Last night we celebrated the New Year in Vancouver, sixteen hours after it came around in Hong Kong, by going to a party full of Swedes and drinking aquavit and gin. We swapped our Nova Scotian lobster, 'John', for some Swedish liquorice of strange provenance, provided by one of my Swedish friends from London. This particular one seems to be the Scandinavian Dorian Gray, untouched by the passing of time, looking identical to how she was ten years ago. Whereas I've had the good grace to chop at least eighteen inches of hair off my head and grow a beard in the meantime.
So shocked was I by her lack of transformation that I scuttled back to the apartment we were staying in, long before it reached midnight. A cheery Canadian cab driver drove us home, and then we stayed up playing cards and drinking until well past one in the morning.
This obviously set us up perfectly for this morning; I was a shambling mess, ignorant of the beautiful sunrise streaming into the bedroom, and only capable of drinking strong tea and making faces at a seven-month-old infant until it was time to go to the airport and have my aluminium foil x-rayed. Sad to say, my hosts weren't having any of this and made me go out for breakfast, rather than skulk indoors.
This was a wonderful opportunity to discover that even if it's really hot inside a centrally-heated building, so that wearing a sweatshirt is uncomfortable, it may still be so cold outside that you're reduced to a shivering mess, kinked up inside your hoodie and trying to hide from the freezing air, while your friends jeer at you for failing to bring a suitable jacket out with you as you walk towards breakfast.
Breakfast was also a wonderful opportunity to reacclimatise myself to Hong Kong, because while we were eating a cockroach clambered up onto the table and came to inspect us. It was only a small cockroach, not one of the mighty inch-and-a-half long crustaceans that stalk the mean streets of the Special Administrative Region, but it was still brave and inquisitive. I tried to trap it under a plate, but because it was a hardy specimen, it crawled out from underneath and wandered around the table some more, looking at us and then scurrying away again. Perhaps it saw that my vegetarian breakfast wasn't substantial enough for the two of us to share. Even the vermin in Canada have better manners, it seems.

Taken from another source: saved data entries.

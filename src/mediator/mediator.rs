//! The mediator binding one tab strip to one paged container.
//!
//! [`TabPagerMediator`] owns the link lifecycle: `attach()` installs the
//! page-scroll observer, the tab-selection listener and (optionally) the
//! adapter data observer, populates the strip from the adapter and forces
//! the initial scroll position; `detach()` removes every registration so
//! neither collaborator keeps the other alive through the mediator.
//!
//! Population is driven by the owner-supplied [`TabConfigurer`], which
//! labels each freshly created tab for its page position. The mediator has
//! no opinion on tab content.

use crate::domain::{Result, TabSyncError};
use crate::mediator::observers::{PagerNavigationListener, RefreshObserver, StripSyncObserver};
use crate::pager::{AdapterObserverId, PageObserverId, PagedContainer, PagerAdapter};
use crate::strip::{Tab, TabListenerId, TabStrip};
use std::rc::Rc;

/// Configures a freshly created tab for the page at `position`.
///
/// Implemented for any `Fn(&mut Tab, usize)` closure, so the typical owner
/// writes:
///
/// ```
/// use tabsync::{Tab, TabConfigurer};
///
/// let titles = ["Home", "Categories"];
/// let configurer = move |tab: &mut Tab, position: usize| {
///     tab.set_label(titles[position]);
/// };
/// configurer.configure_tab(&mut Tab::new(), 0);
/// ```
pub trait TabConfigurer {
    /// Sets the label (and any styling) of `tab` for the page at `position`.
    fn configure_tab(&self, tab: &mut Tab, position: usize);
}

impl<F> TabConfigurer for F
where
    F: Fn(&mut Tab, usize),
{
    fn configure_tab(&self, tab: &mut Tab, position: usize) {
        self(tab, position);
    }
}

/// Registrations held while the mediator is attached.
struct Attachment {
    adapter: Rc<dyn PagerAdapter>,
    page_observer: PageObserverId,
    tab_listener: TabListenerId,
    adapter_observer: Option<AdapterObserverId>,
}

/// Rebuilds the strip's tabs from the adapter and re-syncs the selection.
///
/// Shared between the mediator's public population entry point and the
/// auto-refresh observer. Selection re-sync is passive: it does not force an
/// indicator animation, and it is skipped when the pager's current page is
/// beyond the (possibly shrunken) page range.
pub(crate) fn repopulate(
    strip: &TabStrip,
    pager: &PagedContainer,
    adapter: &dyn PagerAdapter,
    configurer: &dyn TabConfigurer,
) -> Result<()> {
    strip.clear_tabs();
    let count = adapter.page_count();
    for position in 0..count {
        let mut tab = Tab::new();
        configurer.configure_tab(&mut tab, position);
        strip.push_tab(tab);
    }
    tracing::debug!(count, "strip repopulated from adapter");

    if count > 0 {
        let current = pager.current_item();
        if current < count && strip.selected_index() != Some(current) {
            strip.select_tab(current, false)?;
        }
    }
    Ok(())
}

/// Keeps a [`TabStrip`] and a [`PagedContainer`] in lock-step.
///
/// Selecting a tab navigates the pager (animated); swiping the pager updates
/// the selected tab and interpolates the indicator through partial drags.
/// The link is established by [`attach`](TabPagerMediator::attach) and torn
/// down by [`detach`](TabPagerMediator::detach); dropping an attached
/// mediator without detaching leaves its registrations in the collaborators.
///
/// # Example
///
/// ```
/// use std::rc::Rc;
/// use tabsync::{PagedContainer, SectionAdapter, Tab, TabPagerMediator, TabStrip};
///
/// let strip = TabStrip::new();
/// let pager = PagedContainer::new();
/// let adapter = SectionAdapter::new(["Home", "Categories"]);
/// pager.set_adapter(adapter.clone());
///
/// let mut mediator = TabPagerMediator::new(
///     Rc::clone(&strip),
///     Rc::clone(&pager),
///     move |tab: &mut Tab, position: usize| {
///         tab.set_label(adapter.section(position).unwrap_or_default());
///     },
/// );
/// mediator.attach()?;
///
/// strip.select_tab(1, true)?;
/// assert_eq!(pager.current_item(), 1);
///
/// mediator.detach();
/// # Ok::<(), tabsync::TabSyncError>(())
/// ```
pub struct TabPagerMediator {
    strip: Rc<TabStrip>,
    pager: Rc<PagedContainer>,
    auto_refresh: bool,
    configurer: Rc<dyn TabConfigurer>,
    attachment: Option<Attachment>,
}
use std::num::NonZeroU32;
use std::time::Duration;

use clap::{ArgAction, Parser};
use log::LevelFilter;

use crate::address;
use crate::error::Result;
use crate::keylight::Device;
use crate::settings::{Configurator, Power};

/// Command line of `keylightctl`.
#[derive(Parser, Debug)]
#[command(name = "keylightctl", version, about = "Configure Elgato Key Lights")]
pub struct Args {
    /// Brightness (in percent)
    #[arg(short = 'b')]
    pub brightness: Option<u32>,

    /// Temperature (in Kelvin)
    #[arg(short = 'k')]
    pub temperature: Option<NonZeroU32>,

    /// Turn the lights on or off
    #[arg(short = 'p', value_enum)]
    pub power: Option<Power>,

    /// Discovery timeout
    #[arg(short = 't', default_value = "10s", value_parser = parse_duration)]
    pub timeout: Duration,

    /// Only use a discovered light with this name
    #[arg(short = 'n')]
    pub name: Option<String>,

    /// Verbose output, repeat (-vv) for debug output
    #[arg(short = 'v', action = ArgAction::Count)]
    pub verbose: u8,

    /// Lights to configure instead of discovering one
    #[arg(value_name = "HOST:PORT")]
    pub targets: Vec<String>,
}

/// Settings for one run, built once from [`Args`].
#[derive(Debug, Clone, PartialEq)]
pub struct Config {
    pub brightness: Option<u32>,
    pub temperature: Option<NonZeroU32>,
    pub power: Option<Power>,
    pub timeout: Duration,
    pub name: Option<String>,
    pub verbosity: u8,
    /// Explicit targets; discovery is used when empty.
    pub devices: Vec<Device>,
}

impl Config {
    pub fn from_args(args: Args) -> Result<Config> {
        let devices = args
            .targets
            .iter()
            .map(|target| address::parse_endpoint(target))
            .collect::<Result<Vec<_>>>()?;

        Ok(Config {
            brightness: args.brightness,
            temperature: args.temperature,
            power: args.power,
            timeout: args.timeout,
            name: args.name,
            verbosity: args.verbose,
            devices,
        })
    }

    /// One configurator per option given on the command line.
    pub fn configurators(&self) -> Vec<Configurator> {
        let mut config = Vec::new();
        if let Some(power) = self.power {
            config.push(Configurator::SetPower(power));
        }
        if let Some(brightness) = self.brightness {
            config.push(Configurator::SetBrightness(brightness));
        }
        if let Some(kelvin) = self.temperature {
            config.push(Configurator::SetTemperature(kelvin));
        }
        config
    }

    pub fn log_level(&self) -> LevelFilter {
        match self.verbosity {
            0 => LevelFilter::Warn,
            1 => LevelFilter::Info,
            _ => LevelFilter::Debug,
        }
    }
}

/// Parse a duration such as `10s`, `500ms` or `1m30s`.
///
/// Units: `ns`, `us` (or `µs`), `ms`, `s`, `m`, `h`. A bare `0` is accepted.
pub fn parse_duration(s: &str) -> std::result::Result<Duration, String> {
    if s == "0" {
        return Ok(Duration::ZERO);
    }
    if s.is_empty() {
        return Err("empty duration".to_string());
    }

    let mut total = Duration::ZERO;
    let mut rest = s;
    while !rest.is_empty() {
        let digits = rest
            .find(|c: char| !(c.is_ascii_digit() || c == '.'))
            .ok_or_else(|| format!("missing unit in duration {:?}", s))?;
        if digits == 0 {
            return Err(format!("invalid duration {:?}", s));
        }
        let value: f64 = rest[..digits]
            .parse()
            .map_err(|_| format!("invalid duration {:?}", s))?;

        rest = &rest[digits..];
        let unit_len = rest
            .find(|c: char| c.is_ascii_digit() || c == '.')
            .unwrap_or(rest.len());
        let nanos_per_unit = match &rest[..unit_len] {
            "ns" => 1.0,
            "us" | "µs" => 1e3,
            "ms" => 1e6,
            "s" => 1e9,
            "m" => 60e9,
            "h" => 3600e9,
            unit => return Err(format!("unknown unit {:?} in duration {:?}", unit, s)),
        };
        rest = &rest[unit_len..];

        total += Duration::from_nanos((value * nanos_per_unit).round() as u64);
    }

    Ok(total)
}

#[cfg(test)]
mod tests {
    use super::*;

    fn parse(args: &[&str]) -> Args {
        Args::try_parse_from(std::iter::once("keylightctl").chain(args.iter().copied())).unwrap()
    }

    #[test]
    fn test_parse_duration() {
        assert_eq!(parse_duration("10s").unwrap(), Duration::from_secs(10));
        assert_eq!(parse_duration("500ms").unwrap(), Duration::from_millis(500));
        assert_eq!(parse_duration("1m30s").unwrap(), Duration::from_secs(90));
        assert_eq!(parse_duration("1.5h").unwrap(), Duration::from_secs(5400));
        assert_eq!(parse_duration("0").unwrap(), Duration::ZERO);
        assert!(parse_duration("").is_err());
        assert!(parse_duration("10").is_err());
        assert!(parse_duration("s").is_err());
        assert!(parse_duration("10d").is_err());
    }

    #[test]
    fn test_defaults() {
        let config = Config::from_args(parse(&[])).unwrap();
        assert_eq!(config.timeout, Duration::from_secs(10));
        assert_eq!(config.log_level(), LevelFilter::Warn);
        assert!(config.devices.is_empty());
        assert!(config.configurators().is_empty());
    }

    #[test]
    fn test_only_given_options_configure() {
        let config = Config::from_args(parse(&["-b", "30"])).unwrap();
        assert_eq!(config.configurators(), vec![Configurator::SetBrightness(30)]);

        let config = Config::from_args(parse(&["-k", "4000", "-p", "off"])).unwrap();
        assert_eq!(
            config.configurators(),
            vec![
                Configurator::SetPower(Power::Off),
                Configurator::SetTemperature(NonZeroU32::new(4000).unwrap()),
            ]
        );
    }

    #[test]
    fn test_zero_kelvin_rejected() {
        let args = ["keylightctl", "-k", "0"];
        assert!(Args::try_parse_from(args).is_err());
    }

    #[test]
    fn test_verbosity() {
        let config = Config::from_args(parse(&["-v"])).unwrap();
        assert_eq!(config.log_level(), LevelFilter::Info);

        let config = Config::from_args(parse(&["-vv"])).unwrap();
        assert_eq!(config.log_level(), LevelFilter::Debug);
    }

    #[test]
    fn test_targets() {
        let config =
            Config::from_args(parse(&["-t", "2s", "10.0.1.32:9123", "10.0.1.33:9123"])).unwrap();
        assert_eq!(config.timeout, Duration::from_secs(2));
        assert_eq!(
            config.devices,
            vec![
                Device::user_specified("10.0.1.32", 9123),
                Device::user_specified("10.0.1.33", 9123),
            ]
        );

        assert!(Config::from_args(parse(&["10.0.1.32"])).is_err());
    }
}
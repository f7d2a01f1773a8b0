//! Conversion between Kelvin and the Key Light's temperature units.
//!
//! The device stores color temperature as `1_000_000 / kelvin`. The Control
//! Center application only offers 2900K - 7000K in 50K steps, so converting
//! back rounds to the nearest multiple of 50. Values are never clamped here:
//! the device itself snaps anything outside 143..=344 to the closer extreme.

use std::num::NonZeroU32;

/// Warmest temperature the vendor application offers.
pub const MIN_KELVIN: u32 = 2900;
/// Coolest temperature the vendor application offers.
pub const MAX_KELVIN: u32 = 7000;
/// Granularity of the vendor application's temperature slider.
pub const KELVIN_STEP: i64 = 50;

const SCALE: f64 = 1_000_000.0;

/// Convert Kelvin to device units, rounding to the nearest integer.
pub fn to_device_units(kelvin: NonZeroU32) -> i64 {
    (SCALE / f64::from(kelvin.get())).round() as i64
}

/// Convert device units to Kelvin, rounded to the nearest 50K.
///
/// Returns `None` for `0`, which has no Kelvin equivalent.
pub fn to_kelvin(units: i64) -> Option<i64> {
    if units == 0 {
        return None;
    }

    let kelvin = (SCALE / (units as f64 * KELVIN_STEP as f64)).round() as i64;
    Some(kelvin * KELVIN_STEP)
}
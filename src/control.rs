use log::{debug, info};

use crate::config::Config;
use crate::discovery;
use crate::error::{ElgatoError, Result};
use crate::keylight::{Device, KeyLight, Light, LightClient, LightGroup};
use crate::settings::{self, Configurator};
use crate::temperature;

/// Resolve the target devices and apply the requested settings to each.
pub async fn run(config: &Config) -> Result<()> {
    let devices = if config.devices.is_empty() {
        debug!("no devices specified via the command-line, using the discovery");
        let device = discovery::discover_device(config.timeout, config.name.as_deref()).await?;
        vec![device]
    } else {
        config.devices.clone()
    };

    update_devices(&devices, &config.configurators(), KeyLight::new).await
}

/// Update `devices` one after another, stopping at the first failure.
pub async fn update_devices<C, F>(
    devices: &[Device],
    configurators: &[Configurator],
    mut connect: F,
) -> Result<()>
where
    C: LightClient,
    F: FnMut(&Device) -> C,
{
    for device in devices {
        debug!("found light {}", device);
        let client = connect(device);
        update_device_settings(device, &client, configurators)
            .await
            .map_err(|err| ElgatoError::device(&device.host, err))?;
    }

    Ok(())
}

pub async fn update_device_settings<C: LightClient>(
    device: &Device,
    client: &C,
    configurators: &[Configurator],
) -> Result<()> {
    let current = client
        .fetch_light_group()
        .await
        .map_err(ElgatoError::fetch)?;
    log_lights(device, &current, "before");

    let mut requested = current.clone();
    settings::apply_all(&mut requested, configurators);

    client
        .update_light_group(&requested)
        .await
        .map_err(ElgatoError::update)?;

    let updated = client
        .fetch_light_group()
        .await
        .map_err(ElgatoError::fetch)?;
    log_lights(device, &updated, "after");

    Ok(())
}

fn log_lights(device: &Device, group: &LightGroup, stage: &str) {
    for (i, light) in group.lights.iter().enumerate() {
        info!("{}", describe(device, i, light, stage));
    }
}

/// One log line for the light at zero-based `index`, temperature in Kelvin.
fn describe(device: &Device, index: usize, light: &Light, stage: &str) -> String {
    let kelvin = temperature::to_kelvin(light.temperature)
        .map(|k| k.to_string())
        .unwrap_or_else(|| "?".to_string());

    format!(
        "{} light #{} ({}) {}: {}% {}K",
        device.host,
        index + 1,
        light.on,
        stage,
        light.brightness,
        kelvin
    )
}
use thiserror::Error;

pub type Result<T> = std::result::Result<T, ElgatoError>;

#[derive(Error, Debug)]
pub enum ElgatoError {
    #[error("failed to parse {addr:?}: {reason}")]
    InvalidAddress { addr: String, reason: &'static str },

    #[error("failed to lookup port {0:?}: unknown port")]
    UnknownPort(String),

    #[error("failed to create discovery: {0}")]
    DiscoveryInit(zeroconf::error::Error),

    #[error("failed to run discovery: {0}")]
    Discovery(zeroconf::error::Error),

    #[error("no lights found")]
    NoLights,

    #[error(transparent)]
    RequestError(#[from] reqwest::Error),

    #[error("device responded with {0}")]
    Status(reqwest::StatusCode),

    #[error("failed to fetch options: {0}")]
    Fetch(Box<ElgatoError>),

    #[error("failed to update light group: {0}")]
    Update(Box<ElgatoError>),

    #[error("failed to update device {host} settings: {source}")]
    Device {
        host: String,
        source: Box<ElgatoError>,
    },
}

impl ElgatoError {
    pub fn fetch(err: ElgatoError) -> Self {
        ElgatoError::Fetch(Box::new(err))
    }

    pub fn update(err: ElgatoError) -> Self {
        ElgatoError::Update(Box::new(err))
    }

    pub fn device(host: &str, err: ElgatoError) -> Self {
        ElgatoError::Device {
            host: host.to_string(),
            source: Box::new(err),
        }
    }

    /// Innermost error, looking through the context wrappers.
    pub fn root(&self) -> &ElgatoError {
        match self {
            ElgatoError::Fetch(inner) | ElgatoError::Update(inner) => inner.root(),
            ElgatoError::Device { source, .. } => source.root(),
            other => other,
        }
    }

    /// Process exit status for this error. Usage errors exit with 2 from clap.
    pub fn exit_code(&self) -> i32 {
        match self.root() {
            ElgatoError::NoLights => 3,
            _ => 1,
        }
    }
}

#[cfg(test)]
mod tests {
    use super::*;

    #[test]
    fn test_context_messages() {
        let err = ElgatoError::device(
            "10.0.1.32",
            ElgatoError::update(ElgatoError::Status(reqwest::StatusCode::BAD_REQUEST)),
        );
        assert_eq!(
            err.to_string(),
            "failed to update device 10.0.1.32 settings: failed to update light group: \
             device responded with 400 Bad Request"
        );
    }

    #[test]
    fn test_exit_code() {
        assert_eq!(ElgatoError::NoLights.exit_code(), 3);
        assert_eq!(ElgatoError::UnknownPort("nope".into()).exit_code(), 1);
        let wrapped = ElgatoError::device("host", ElgatoError::fetch(ElgatoError::NoLights));
        assert_eq!(wrapped.exit_code(), 3);
    }
}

Anyway, that was enough excitement for one day, so afterwards we went straight to the airport, which neatly returns us to my earlier pronouncements on metal detectors. Happily that was the only slightly difficult part of the journey: blessed as I am with a Cathay Pacific frequent flier card, I get to skip past the main queue of people and sit down early on the plane, ready to watch the end of The Other Guys (very angry infographics about the 2008/2009 bail out), The Social Network (inspiring gloom and envy in roughly equal measure) and The Tournament (the worst advert for Middlesborough that anyone could hope for - guns! explosions! ugly people! dodgy strip clubs! Robert Carlyle! a plot that seems to be Van Damme's Hard Target cross-bred with Death Race 2000 and the serial numbers filed off!)